De rechtbank overwoog dat eiseres niet in staat was om het griffierecht te betalen, maar dat dit niet betekende dat haar beroep niet-ontvankelijk was. De rechtbank concludeerde dat de verklaringen van eiseres en referente onvoldoende bewijs boden voor een pleegouder-kindrelatie. Eiseres had ook aangevoerd dat de overgelegde documenten, zoals de geboorteakte en voogdijakte, authentiek waren, maar de rechtbank oordeelde dat deze documenten vals waren bevonden.

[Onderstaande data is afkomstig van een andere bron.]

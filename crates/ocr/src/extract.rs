use std::str::FromStr;

use regex::Regex;
use rust_decimal::Decimal;

use crate::patterns::*;
use crate::types::CandidateGroup;

/// Name, quantity and unit price read from one candidate group.
///
/// `price` of zero means no price could be resolved.
#[derive(Debug, Clone, PartialEq)]
pub struct ExtractedFields {
    pub name: String,
    pub qty: Decimal,
    pub price: Decimal,
}

// ── Public extraction API ─────────────────────────────────────────────────────

pub struct FieldExtractor;

impl FieldExtractor {
    /// Derive name, quantity and price from a group via ordered heuristics.
    ///
    /// `qty_price_threshold` separates a trailing bare number read as a
    /// quantity (at or below) from one read as a price (above).
    pub fn extract(group: &CandidateGroup, qty_price_threshold: Decimal) -> ExtractedFields {
        let sorted = group.sorted_by_left();
        let full_text = sorted
            .iter()
            .map(|f| f.text.as_str())
            .collect::<Vec<_>>()
            .join(" ")
            .trim()
            .to_string();

        let mut price = Self::extract_price(&full_text).unwrap_or(Decimal::ZERO);
        let mut qty = Self::extract_qty(&full_text).unwrap_or(Decimal::ONE);
        let name = Self::extract_name(&full_text);

        // Column layout: qty and price often arrive as separate trailing boxes.
        if let [.., second_last, last] = sorted.as_slice() {
            let last_text = last.text.trim();
            if re_bare_number().is_match(last_text) {
                if let Some(value) = parse_number(last_text).filter(|v| *v > Decimal::ZERO) {
                    if value <= qty_price_threshold && price.is_zero() {
                        qty = value;
                    } else if value > qty_price_threshold || price.is_zero() {
                        price = value;
                    }
                }
            }

            let second_text = second_last.text.trim();
            if re_bare_integer().is_match(second_text) {
                if let Some(value) = parse_number(second_text) {
                    if !value.is_zero() && value <= qty_price_threshold {
                        qty = value.normalize();
                    }
                }
            }
        }

        if price.is_zero() {
            if let Some(value) = first_capture(re_price_fallback(), &full_text) {
                price = value;
            }
        }

        ExtractedFields { name, qty, price }
    }

    // ── Price ─────────────────────────────────────────────────────────────────

    fn extract_price(text: &str) -> Option<Decimal> {
        [re_price_rm(), re_price_dollar(), re_price_trailing(), re_price_anywhere()]
            .into_iter()
            .find_map(|re| first_capture(re, text))
    }

    // ── Quantity ──────────────────────────────────────────────────────────────

    fn extract_qty(text: &str) -> Option<Decimal> {
        [re_qty_times(), re_qty_x(), re_qty_leading()]
            .into_iter()
            .find_map(|re| first_capture(re, text))
    }

    // ── Name ──────────────────────────────────────────────────────────────────

    fn extract_name(text: &str) -> String {
        let stripped = re_strip_rm().replace_all(text, "");
        let stripped = re_strip_dollar().replace_all(&stripped, "");
        let stripped = re_strip_decimal().replace_all(&stripped, "");
        let stripped = re_strip_x().replace_all(&stripped, "");
        let stripped = re_strip_leading().replace(&stripped, "");
        re_whitespace().replace_all(&stripped, " ").trim().to_string()
    }
}

// ── Number parsing ────────────────────────────────────────────────────────────

fn first_capture(re: &Regex, text: &str) -> Option<Decimal> {
    let c = re.captures(text)?;
    parse_number(c.get(1)?.as_str())
}

/// Parse an OCR numeral; a dangling decimal point ("150.") is tolerated.
fn parse_number(s: &str) -> Option<Decimal> {
    Decimal::from_str(s.trim_end_matches('.')).ok()
}

// ── Tests ─────────────────────────────────────────────────────────────────────
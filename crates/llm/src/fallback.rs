use crate::prompt::build_prompt;
use crate::recover::{coerce_receipt, recover_json};
use crate::transport::{ChatReply, ChatTransport, TransportError};
use crate::types::{FailureKind, ParseFailure, RemoteOutcome, RemoteState};

/// Sends OCR text to a chat model and coerces the reply into a receipt.
///
/// One request per call, no retries. Every failure comes back as a
/// [`ParseFailure`] inside [`RemoteOutcome::Failed`].
pub struct RemoteParser<T: ChatTransport> {
    transport: T,
}

impl<T: ChatTransport> RemoteParser<T> {
    pub fn new(transport: T) -> Self {
        Self { transport }
    }

    pub fn transport(&self) -> &T {
        &self.transport
    }

    pub async fn parse(&self, ocr_text: &str) -> RemoteOutcome {
        if ocr_text.trim().is_empty() {
            tracing::warn!(state = %RemoteState::NotSent, "empty OCR text, request not sent");
            return RemoteOutcome::Failed(ParseFailure::new(
                FailureKind::InvalidInput,
                "Invalid OCR text provided",
            ));
        }

        tracing::info!(state = %RemoteState::AwaitingResponse, chars = ocr_text.len(), "sending receipt text");
        let outcome = match self.transport.complete(&build_prompt(ocr_text)).await {
            Ok(reply) => Self::interpret(reply),
            Err(err) => RemoteOutcome::Failed(Self::transport_failure(err)),
        };

        match outcome.failure() {
            None => tracing::info!(state = %outcome.state(), "receipt parsed by remote model"),
            Some(f) => tracing::warn!(state = %outcome.state(), error = %f.error, "remote parse failed"),
        }
        outcome
    }

    fn interpret(reply: ChatReply) -> RemoteOutcome {
        let Some(value) = recover_json(&reply.content) else {
            return RemoteOutcome::Failed(
                ParseFailure::new(FailureKind::Format, "Could not parse JSON from response")
                    .with_raw_text(reply.content)
                    .with_raw_response(reply.raw_body),
            );
        };

        match coerce_receipt(value) {
            Ok(receipt) => RemoteOutcome::Parsed(receipt),
            Err(reason) => RemoteOutcome::Failed(
                ParseFailure::new(FailureKind::Format, "Response does not match the receipt schema")
                    .with_message(reason)
                    .with_raw_text(reply.content)
                    .with_raw_response(reply.raw_body),
            ),
        }
    }

    fn transport_failure(err: TransportError) -> ParseFailure {
        match err {
            TransportError::Status { status, body } => {
                ParseFailure::new(FailureKind::Api, format!("API Error: {status}"))
                    .with_message(body.clone())
                    .with_raw_response(body)
            }
            TransportError::Network(message) => {
                ParseFailure::new(FailureKind::Network, "Network or parsing error").with_message(message)
            }
            TransportError::UnexpectedEnvelope { body } => {
                ParseFailure::new(FailureKind::Format, "Unexpected response format").with_raw_response(body)
            }
        }
    }
}

// ── Tests ─────────────────────────────────────────────────────────────────────
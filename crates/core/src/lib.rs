pub mod item;
pub mod money;
pub mod valuation;

pub use item::{ItemId, ParsedItem};
pub use money::Money;
pub use valuation::{calculate_total, format_currency, share_summary, Selection, ValuationError};
use crate::config::ParserConfig;
use crate::patterns::re_bare_number;
use crate::types::OcrFragment;

/// Why a fragment was or wasn't kept as item-line text.
#[derive(Debug, Clone, Copy, PartialEq, Eq)]
pub enum FragmentClass {
    /// Plausible item text.
    Item,
    /// A bare number with no surrounding text (a quantity or price column).
    Figure,
    /// Contains a header/footer keyword.
    Boilerplate,
    /// Shorter than the minimum length.
    TooShort,
}

pub fn classify_fragment(fragment: &OcrFragment, config: &ParserConfig) -> FragmentClass {
    let text = fragment.text.to_lowercase();

    if re_bare_number().is_match(text.trim()) {
        return FragmentClass::Figure;
    }
    if text.chars().count() < config.min_text_len {
        return FragmentClass::TooShort;
    }
    if config
        .boilerplate_keywords
        .iter()
        .any(|keyword| text.contains(keyword.as_str()))
    {
        return FragmentClass::Boilerplate;
    }
    FragmentClass::Item
}

/// Keep only fragments that could be part of an item line, in input order.
pub fn classify<'a>(fragments: &'a [OcrFragment], config: &ParserConfig) -> Vec<&'a OcrFragment> {
    fragments
        .iter()
        .filter(|f| classify_fragment(f, config) == FragmentClass::Item)
        .collect()
}
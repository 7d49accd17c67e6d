use serde::{Deserialize, Serialize};

/// Pixel bounding box of a recognized text span.
///
/// OCR engines occasionally omit fields; anything missing deserializes to 0.
#[derive(Debug, Clone, Copy, Default, PartialEq, Serialize, Deserialize)]
#[serde(default)]
pub struct Bounding {
    pub top: f64,
    pub left: f64,
    pub width: f64,
    pub height: f64,
}

impl Bounding {
    pub fn new(top: f64, left: f64, width: f64, height: f64) -> Self {
        Self { top, left, width, height }
    }

    pub fn bottom(&self) -> f64 {
        self.top + self.height
    }

    /// Length of the shared vertical extent, or 0 when the boxes do not overlap.
    pub fn vertical_overlap(&self, other: &Bounding) -> f64 {
        (self.bottom().min(other.bottom()) - self.top.max(other.top)).max(0.0)
    }
}

/// One recognized text span as delivered by the OCR collaborator.
#[derive(Debug, Clone, Default, PartialEq, Serialize, Deserialize)]
pub struct OcrFragment {
    #[serde(default)]
    pub text: String,
    #[serde(default)]
    pub bounding: Bounding,
}

impl OcrFragment {
    pub fn new(text: impl Into<String>, bounding: Bounding) -> Self {
        Self { text: text.into(), bounding }
    }
}

/// All fragment texts joined with single spaces, in input order.
pub fn joined_text(fragments: &[OcrFragment]) -> String {
    fragments
        .iter()
        .map(|f| f.text.trim())
        .filter(|t| !t.is_empty())
        .collect::<Vec<_>>()
        .join(" ")
}

/// Fragments believed to describe a single receipt line item.
#[derive(Debug, Clone, Default, PartialEq)]
pub struct CandidateGroup<'a> {
    pub fragments: Vec<&'a OcrFragment>,
}

impl<'a> CandidateGroup<'a> {
    pub fn seeded(seed: &'a OcrFragment) -> Self {
        Self { fragments: vec![seed] }
    }

    pub fn push(&mut self, fragment: &'a OcrFragment) {
        self.fragments.push(fragment);
    }

    pub fn len(&self) -> usize {
        self.fragments.len()
    }

    pub fn is_empty(&self) -> bool {
        self.fragments.is_empty()
    }

    /// Members ordered left to right; ties keep their group order.
    pub fn sorted_by_left(&self) -> Vec<&'a OcrFragment> {
        let mut sorted = self.fragments.clone();
        sorted.sort_by(|a, b| a.bounding.left.total_cmp(&b.bounding.left));
        sorted
    }
}
use std::future::Future;
use std::sync::Mutex;

use serde::{Deserialize, Serialize};
use thiserror::Error;

use crate::config::RemoteConfig;

#[derive(Debug, Clone, PartialEq, Eq, Error)]
pub enum TransportError {
    #[error("API error {status}: {body}")]
    Status { status: u16, body: String },
    #[error("Network error: {0}")]
    Network(String),
    #[error("Unexpected response format")]
    UnexpectedEnvelope { body: String },
}

/// Generated text plus the raw response body it was read from.
#[derive(Debug, Clone, PartialEq, Eq)]
pub struct ChatReply {
    pub content: String,
    pub raw_body: String,
}

/// Abstraction over a chat-completion service: one user turn in, one reply out.
pub trait ChatTransport: Send + Sync {
    fn complete(&self, prompt: &str) -> impl Future<Output = Result<ChatReply, TransportError>> + Send;
}

// ── Mock transport (always available, used for tests) ─────────────────────────

/// Replies with a preset result and records every prompt it receives.
pub struct MockTransport {
    reply: Result<ChatReply, TransportError>,
    prompts: Mutex<Vec<String>>,
}

impl MockTransport {
    /// Reply with `content`, wrapped in a minimal chat-completion body.
    pub fn replying(content: impl Into<String>) -> Self {
        let content = content.into();
        let raw_body = serde_json::json!({
            "choices": [{"message": {"role": "assistant", "content": content}}]
        })
        .to_string();
        Self::with_result(Ok(ChatReply { content, raw_body }))
    }

    pub fn failing(error: TransportError) -> Self {
        Self::with_result(Err(error))
    }

    pub fn with_result(reply: Result<ChatReply, TransportError>) -> Self {
        Self { reply, prompts: Mutex::new(Vec::new()) }
    }

    pub fn prompts(&self) -> Vec<String> {
        self.prompts.lock().map(|p| p.clone()).unwrap_or_default()
    }
}

impl ChatTransport for MockTransport {
    async fn complete(&self, prompt: &str) -> Result<ChatReply, TransportError> {
        if let Ok(mut prompts) = self.prompts.lock() {
            prompts.push(prompt.to_string());
        }
        self.reply.clone()
    }
}

// ── HTTP transport (OpenAI-compatible chat completions) ───────────────────────

#[derive(Debug, Serialize)]
struct ChatRequest<'a> {
    model: &'a str,
    messages: Vec<Message<'a>>,
}

#[derive(Debug, Serialize)]
struct Message<'a> {
    role: &'a str,
    content: &'a str,
}

#[derive(Debug, Deserialize)]
struct ChatResponse {
    choices: Vec<Choice>,
}

#[derive(Debug, Deserialize)]
struct Choice {
    message: ResponseMessage,
}

#[derive(Debug, Deserialize)]
struct ResponseMessage {
    content: Option<String>,
}

/// Read `choices[0].message.content` from a chat-completion body.
pub fn parse_envelope(body: &str) -> Option<String> {
    let response: ChatResponse = serde_json::from_str(body).ok()?;
    response.choices.into_iter().next()?.message.content
}

pub struct HttpTransport {
    client: reqwest::Client,
    config: RemoteConfig,
}

impl HttpTransport {
    pub fn new(config: RemoteConfig) -> Result<Self, TransportError> {
        let mut builder = reqwest::Client::builder();
        if let Some(timeout) = config.timeout() {
            builder = builder.timeout(timeout);
        }
        let client = builder
            .build()
            .map_err(|e| TransportError::Network(e.to_string()))?;
        Ok(Self { client, config })
    }

    pub fn config(&self) -> &RemoteConfig {
        &self.config
    }
}

impl ChatTransport for HttpTransport {
    async fn complete(&self, prompt: &str) -> Result<ChatReply, TransportError> {
        let request = ChatRequest {
            model: &self.config.model,
            messages: vec![Message { role: "user", content: prompt }],
        };

        let response = self
            .client
            .post(self.config.completions_url())
            .bearer_auth(&self.config.api_key)
            .json(&request)
            .send()
            .await
            .map_err(|e| TransportError::Network(e.to_string()))?;

        let status = response.status();
        let body = response
            .text()
            .await
            .map_err(|e| TransportError::Network(e.to_string()))?;

        if !status.is_success() {
            return Err(TransportError::Status { status: status.as_u16(), body });
        }

        match parse_envelope(&body) {
            Some(content) => Ok(ChatReply { content, raw_body: body }),
            None => Err(TransportError::UnexpectedEnvelope { body }),
        }
    }
}
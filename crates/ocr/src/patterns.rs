use std::sync::OnceLock;

use regex::Regex;

// ── Compiled regex cache ─────────────────────────────────────────────────────

macro_rules! re {
    ($name:ident, $pat:expr) => {
        pub(crate) fn $name() -> &'static Regex {
            static R: OnceLock<Regex> = OnceLock::new();
            R.get_or_init(|| Regex::new($pat).expect("invalid regex"))
        }
    };
}

// Whole-fragment shapes.
re!(re_bare_number, r"^\d+\.?\d*$");
re!(re_bare_integer, r"^\d+(?:\.0+)?$");

// Price, most explicit first.
re!(re_price_rm, r"(?i)RM\s*(\d+\.?\d*)");
re!(re_price_dollar, r"\$\s*(\d+\.?\d*)");
re!(re_price_trailing, r"(\d+\.\d{2})\s*$");
re!(re_price_anywhere, r"(\d+\.\d{2})");
re!(re_price_fallback, r"(\d+\.\d{2})$");

// Quantity.
re!(re_qty_times, r"(?i)(\d+)\s*x\s*\d+");
re!(re_qty_x, r"(?i)x\s*(\d+)");
re!(re_qty_leading, r"^(\d+)\s+");

// Name cleanup.
re!(re_strip_rm, r"(?i)RM\s*\d+\.?\d*");
re!(re_strip_dollar, r"\$\s*\d+\.?\d*");
re!(re_strip_decimal, r"\d+\.\d{2}");
re!(re_strip_x, r"(?i)x\s*\d+");
re!(re_strip_leading, r"^\d+\s+");
re!(re_whitespace, r"\s+");
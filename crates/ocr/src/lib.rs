pub mod classify;
pub mod config;
pub mod extract;
pub mod group;
mod patterns;
pub mod pipeline;
pub mod types;

pub use classify::{classify, classify_fragment, FragmentClass};
pub use config::{ConfigError, ParserConfig, DEFAULT_BOILERPLATE_KEYWORDS};
pub use extract::{ExtractedFields, FieldExtractor};
pub use group::{attach_figures, group_fragments};
pub use pipeline::{assemble_items, parse_receipt, ReceiptParser};
pub use types::{joined_text, Bounding, CandidateGroup, OcrFragment};
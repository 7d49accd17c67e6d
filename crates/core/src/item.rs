use rust_decimal::Decimal;
use serde::{Deserialize, Serialize};
use std::fmt;

use crate::money::Money;

/// 1-based position of an item among the items kept from one receipt.
#[derive(Debug, Clone, Copy, PartialEq, Eq, PartialOrd, Ord, Hash, Serialize, Deserialize)]
#[serde(transparent)]
pub struct ItemId(pub u32);

impl fmt::Display for ItemId {
    fn fmt(&self, f: &mut fmt::Formatter<'_>) -> fmt::Result {
        write!(f, "{}", self.0)
    }
}

/// A purchasable line item recovered from a receipt.
///
/// `name` is never empty and `price` is never zero for items produced by the
/// parser; both kinds of candidate are dropped before an id is assigned.
#[derive(Debug, Clone, PartialEq, Serialize, Deserialize)]
pub struct ParsedItem {
    pub id: ItemId,
    pub name: String,
    pub qty: Decimal,
    pub price: Decimal,
}

impl ParsedItem {
    pub fn new(id: u32, name: impl Into<String>, qty: Decimal, price: Decimal) -> Self {
        Self { id: ItemId(id), name: name.into(), qty, price }
    }

    pub fn unit_price(&self) -> Money {
        Money::new(self.price)
    }

    pub fn line_total(&self) -> Money {
        self.unit_price() * self.qty
    }
}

Bovendien was er geen bewijs dat de belangen van eiseres als kind niet in acht waren genomen, zoals vereist door het Internationaal Verdrag inzake de Rechten van het Kind (IVRK).
Uiteindelijk verklaarde de rechtbank het beroep ongegrond en bevestigde de afwijzing van de aanvraag voor de mvv. De uitspraak werd gedaan door mr. J.M. Ghrib, in aanwezigheid van griffier mr. F.M.E. Schulmer, en is openbaar uitgesproken op 2 mei 2018. Eiseres kan binnen vier weken na verzending van de uitspraak hoger beroep instellen bij de Afdeling bestuursrechtspraak van de Raad van State.